The Different Types of Fluid Flow
In physics, fluid flow has all kinds of aspects — steady or unsteady, compressible or incompressible, viscous or nonviscous, and rotational or irrotational, to name a few. Some of these characteristics reflect properties of the liquid itself, and others focus on how the fluid is moving.
Note that fluid flow can get very complex when it becomes turbulent. Physicists haven’t developed any elegant equations to describe turbulence because how turbulence works depends on the individual system — whether you have water cascading through a pipe or air streaming out of a jet engine. Usually, you have to resort to computers to handle problems that involve fluid turbulence.
Fluid evenness: Steady or unsteady flow
Fluid flow can be steady or unsteady, depending on the fluid’s velocity:
Steady. In steady fluid flow, the velocity of the fluid is constant at any point.
Unsteady. When the flow is unsteady, the fluid’s velocity can differ between any two points.
For example, suppose you’re sitting by the side of a stream and note that the water flow is not steady: You see eddies and backwash and all kinds of swirling. Imagine velocity vectors for a hundred points in the water, and you get a good picture of unsteady flow — the velocity vectors can be pointing all over the map, although the velocity vectors generally follow the stream’s overall average flow.
Fluid squeezability: Compressible or incompressible flow
Fluid flow can be compressible or incompressible, depending on whether you can easily compress the fluid. Liquids are usually nearly impossible to compress, whereas gases (also considered a fluid) are very compressible.
A hydraulic system works only because liquids are incompressible — that is, when you increase the pressure in one location in the hydraulic system, the pressure increases to match everywhere in the whole system. Gases, on the other hand, are very compressible — even when your bike tire is stretched to its limit, you can still pump more air into it by pushing down on the plunger and squeezing it in.
Fluid thickness: Viscous or nonviscous flow
Liquid flow can be viscous or nonviscous. Viscosity is a measure of the thickness of a fluid, and very gloppy fluids such as motor oil or shampoo are called viscous fluids.

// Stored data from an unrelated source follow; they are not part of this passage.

//! Driver error types

use campaignforge_core_types::{Platform, PostError};
use thiserror::Error;

use crate::types::DriveStage;

/// Driver errors
#[derive(Debug, Error)]
pub enum FlowError {
    /// A stage could not complete
    #[error("{stage} failed: {error}")]
    Step { stage: DriveStage, error: PostError },

    /// Platform has no browser automation profile
    #[error("No browser automation profile for {0}")]
    NoSiteProfile(Platform),
}

impl FlowError {
    pub fn step(stage: DriveStage, error: impl Into<PostError>) -> Self {
        FlowError::Step {
            stage,
            error: error.into(),
        }
    }

    /// Never retryable within one session; retries live inside each stage's poll loop.
    pub fn is_retryable(&self) -> bool {
        false
    }

    /// Get error severity (0=low, 1=medium, 2=high, 3=critical)
    pub fn severity(&self) -> u8 {
        match self {
            FlowError::Step { error, .. } => error.severity(),
            FlowError::NoSiteProfile(_) => 0,
        }
    }

    pub fn stage(&self) -> DriveStage {
        match self {
            FlowError::Step { stage, .. } => *stage,
            FlowError::NoSiteProfile(_) => DriveStage::Start,
        }
    }
}

impl From<FlowError> for PostError {
    fn from(err: FlowError) -> Self {
        match err {
            FlowError::Step { error, .. } => error,
            FlowError::NoSiteProfile(platform) => PostError::UnsupportedPlatform(format!(
                "{platform} (no browser automation profile)"
            )),
        }
    }
}

#[cfg(test)]
mod tests {
    use super::*;

    #[test]
    fn step_unwraps_to_post_error() {
        let err = FlowError::step(
            DriveStage::LocateCompose,
            PostError::ElementNotFound {
                platform: Platform::LinkedIn,
                role: "compose box".into(),
            },
        );
        assert_eq!(err.stage(), DriveStage::LocateCompose);
        assert_eq!(err.severity(), 2);
        assert!(matches!(PostError::from(err), PostError::ElementNotFound { .. }));
    }

    #[test]
    fn email_has_no_profile() {
        let err: PostError = FlowError::NoSiteProfile(Platform::Email).into();
        assert!(!err.leaves_session_open());
        assert!(err.to_string().contains("email"));
    }
}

Viscosity is actually a measure of friction in the fluid. When a fluid flows, the layers of fluid rub against one another, and in very viscous fluids, the friction is so great that the layers of flow pull against one other and hamper that flow.
Viscosity usually varies with temperature, because when the molecules of a fluid are moving faster (when the fluid is warmer), the molecules can more easily slide over each other. So when you pour pancake syrup, for example, you may notice that it’s very thick in the bottle, but the syrup becomes quite runny when it spreads over the warm pancakes and heats up.
Fluid spinning: Rotational or irrotational flow
Fluid flow can be rotational or irrotational. If, as you travel in a closed loop, you add up all the components of the fluid velocity vectors along your path and the end result is not zero, then the flow is rotational.
To test whether a flow has a rotational component, you can put a small object in the flow and let the flow carry it. If the small object spins, the flow is rotational; if the object doesn’t spin, the flow is irrotational.
For example, look at the water flowing in a brook. It eddies around stones, curling around obstacles. At such locations, the water flow has a rotational component.
Some flows that you may think are rotational are actually irrotational. For example, away from the center, a vortex is actually an irrotational flow! You can see this if you look at the water draining from your bathtub. If you place a small floating object in the flow, it goes around the plug hole, but it does not spin about itself; therefore, the flow is irrotational.
On the other hand, flows that have no apparent rotation can actually be rotational. Take a shear flow, for example. In a shear flow, all the fluid is moving in the same direction, but the fluid is moving faster on one side. Suppose the fluid is moving faster on the left than on the right. The fluid isn’t moving in a circle at all, but if you place a small floating object in this flow, the flow on the left side of the object is slightly faster, so the object begins to spin. The flow is rotational.